╭─ RECORDS SUPPLIED

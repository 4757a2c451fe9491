//! Database connection management

use crate::error::{Error, Result};
use rusqlite::Connection;
use std::path::Path;
use std::time::{Duration, Instant};

use super::migrations;

const BUSY_TIMEOUT: Duration = Duration::from_secs(5);

/// Owned `SQLite` connection with pragmas applied and schema migrated
pub struct Database {
    conn: Connection,
}

impl Database {
    /// Open a database at the given path, creating it if it doesn't exist
    ///
    /// Runs migrations. Any failure to open, configure or migrate the file is
    /// reported as [`Error::StorageUnavailable`].
    pub fn open(path: impl AsRef<Path>) -> Result<Self> {
        let path = path.as_ref();
        let started_at = Instant::now();

        let conn = Connection::open(path).map_err(Error::unavailable)?;
        let database = Self::bootstrap(conn, true).map_err(|error| {
            tracing::warn!(
                "Failed to bootstrap database at {}: {error}",
                path.display()
            );
            into_unavailable(error)
        })?;

        tracing::info!(
            "Opened database at {} in {}ms",
            path.display(),
            started_at.elapsed().as_millis()
        );
        Ok(database)
    }

    /// Open an in-memory database (useful for testing)
    pub fn open_in_memory() -> Result<Self> {
        let conn = Connection::open_in_memory().map_err(Error::unavailable)?;
        Self::bootstrap(conn, false).map_err(into_unavailable)
    }

    fn bootstrap(conn: Connection, file_backed: bool) -> Result<Self> {
        let mut database = Self { conn };
        database.configure(file_backed)?;
        migrations::run(&mut database.conn)?;
        Ok(database)
    }

    /// Configure `SQLite` pragmas
    fn configure(&self, file_backed: bool) -> Result<()> {
        if file_backed {
            // journal_mode reports the resulting mode as a row
            match self
                .conn
                .query_row("PRAGMA journal_mode = WAL", [], |row| row.get::<_, String>(0))
            {
                Ok(mode) => tracing::debug!("Journal mode set to {mode}"),
                Err(error) => tracing::debug!("Could not enable WAL journal mode: {error}"),
            }
        }
        self.conn.execute_batch("PRAGMA foreign_keys = ON;")?;
        self.conn.busy_timeout(BUSY_TIMEOUT)?;
        Ok(())
    }

    /// Get a reference to the underlying connection
    pub const fn connection(&self) -> &Connection {
        &self.conn
    }

    /// Release the connection handle
    pub fn close(self) -> Result<()> {
        self.conn
            .close()
            .map_err(|(_, error)| Error::unavailable(error))
    }
}

fn into_unavailable(error: Error) -> Error {
    match error {
        Error::StorageUnavailable(_) => error,
        other => Error::unavailable(other),
    }
}

#[cfg(test)]
mod tests {
    use super::*;
    use tempfile::tempdir;

    #[test]
    fn test_open_in_memory() {
        let db = Database::open_in_memory().unwrap();
        assert!(migrations::table_exists(db.connection(), "notes").unwrap());
    }

    #[test]
    fn test_open_creates_file() {
        let tmp = tempdir().unwrap();
        let path = tmp.path().join("jot.db");

        let db = Database::open(&path).unwrap();
        assert!(path.exists());
        db.close().unwrap();
    }

    #[test]
    fn test_file_database_uses_wal() {
        let tmp = tempdir().unwrap();
        let db = Database::open(tmp.path().join("jot.db")).unwrap();

        let mode: String = db
            .connection()
            .query_row("PRAGMA journal_mode", [], |row| row.get(0))
            .unwrap();
        assert_eq!(mode, "wal");
    }

    #[test]
    fn test_open_missing_directory_is_unavailable() {
        let tmp = tempdir().unwrap();
        let path = tmp.path().join("missing").join("jot.db");

        let err = Database::open(&path).err().unwrap();
        assert!(matches!(err, Error::StorageUnavailable(_)));
    }

    #[test]
    fn test_open_corrupt_file_is_unavailable() {
        let tmp = tempdir().unwrap();
        let path = tmp.path().join("jot.db");
        std::fs::write(&path, vec![0x42_u8; 4096]).unwrap();

        let err = Database::open(&path).err().unwrap();
        assert!(matches!(err, Error::StorageUnavailable(_)));
    }
}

╰─

▶ _INSTRUCTIONS TO FOLLOW_: Exactly as they stand, write out all of the entries.

▶ _REPLY TO THE TASK_:
repository 4757a2c451fe9491
//! Database connection management

use crate::error::{Error, Result};
use rusqlite::Connection;
use std::path::Path;
use std::time::{Duration, Instant};

use super::migrations;

const BUSY_TIMEOUT: Duration = Duration::from_secs(5);

/// Owned `SQLite` connection with pragmas applied and schema migrated
pub struct Database {
    conn: Connection,
}

impl Database {
    /// Open a database at the given path, creating it if it doesn't exist
    ///
    /// Runs migrations. Any failure to open, configure or migrate the file is
    /// reported as [`Error::StorageUnavailable`].
    pub fn open(path: impl AsRef<Path>) -> Result<Self> {
        let path = path.as_ref();
        let started_at = Instant::now();

        let conn = Connection::open(path).map_err(Error::unavailable)?;
        let database = Self::bootstrap(conn, true).map_err(|error| {
            tracing::warn!(
                "Failed to bootstrap database at {}: {error}",
                path.display()
            );
            into_unavailable(error)
        })?;

        tracing::info!(
            "Opened database at {} in {}ms",
            path.display(),
            started_at.elapsed().as_millis()
        );
        Ok(database)
    }

    /// Open an in-memory database (useful for testing)
    pub fn open_in_memory() -> Result<Self> {
        let conn = Connection::open_in_memory().map_err(Error::unavailable)?;
        Self::bootstrap(conn, false).map_err(into_unavailable)
    }

    fn bootstrap(conn: Connection, file_backed: bool) -> Result<Self> {
        let mut database = Self { conn };
        database.configure(file_backed)?;
        migrations::run(&mut database.conn)?;
        Ok(database)
    }

    /// Configure `SQLite` pragmas
    fn configure(&self, file_backed: bool) -> Result<()> {
        if file_backed {
            // journal_mode reports the resulting mode as a row
            match self
                .conn
                .query_row("PRAGMA journal_mode = WAL", [], |row| row.get::<_, String>(0))
            {
                Ok(mode) => tracing::debug!("Journal mode set to {mode}"),
                Err(error) => tracing::debug!("Could not enable WAL journal mode: {error}"),
            }
        }
        self.conn.execute_batch("PRAGMA foreign_keys = ON;")?;
        self.conn.busy_timeout(BUSY_TIMEOUT)?;
        Ok(())
    }

    /// Get a reference to the underlying connection
    pub const fn connection(&self) -> &Connection {
        &self.conn
    }

    /// Release the connection handle
    pub fn close(self) -> Result<()> {
        self.conn
            .close()
            .map_err(|(_, error)| Error::unavailable(error))
    }
}

fn into_unavailable(error: Error) -> Error {
    match error {
        Error::StorageUnavailable(_) => error,
        other => Error::unavailable(other),
    }
}

#[cfg(test)]
mod tests {
    use super::*;
    use tempfile::tempdir;

    #[test]
    fn test_open_in_memory() {
        let db = Database::open_in_memory().unwrap();
        assert!(migrations::table_exists(db.connection(), "notes").unwrap());
    }

    #[test]
    fn test_open_creates_file() {
        let tmp = tempdir().unwrap();
        let path = tmp.path().join("jot.db");

        let db = Database::open(&path).unwrap();
        assert!(path.exists());
        db.close().unwrap();
    }

    #[test]
    fn test_file_database_uses_wal() {
        let tmp = tempdir().unwrap();
        let db = Database::open(tmp.path().join("jot.db")).unwrap();

        let mode: String = db
            .connection()
            .query_row("PRAGMA journal_mode", [], |row| row.get(0))
            .unwrap();
        assert_eq!(mode, "wal");
    }

    #[test]
    fn test_open_missing_directory_is_unavailable() {
        let tmp = tempdir().unwrap();
        let path = tmp.path().join("missing").join("jot.db");

        let err = Database::open(&path).err().unwrap();
        assert!(matches!(err, Error::StorageUnavailable(_)));
    }

    #[test]
    fn test_open_corrupt_file_is_unavailable() {
        let tmp = tempdir().unwrap();
        let path = tmp.path().join("jot.db");
        std::fs::write(&path, vec![0x42_u8; 4096]).unwrap();

        let err = Database::open(&path).err().unwrap();
        assert!(matches!(err, Error::StorageUnavailable(_)));
    }
}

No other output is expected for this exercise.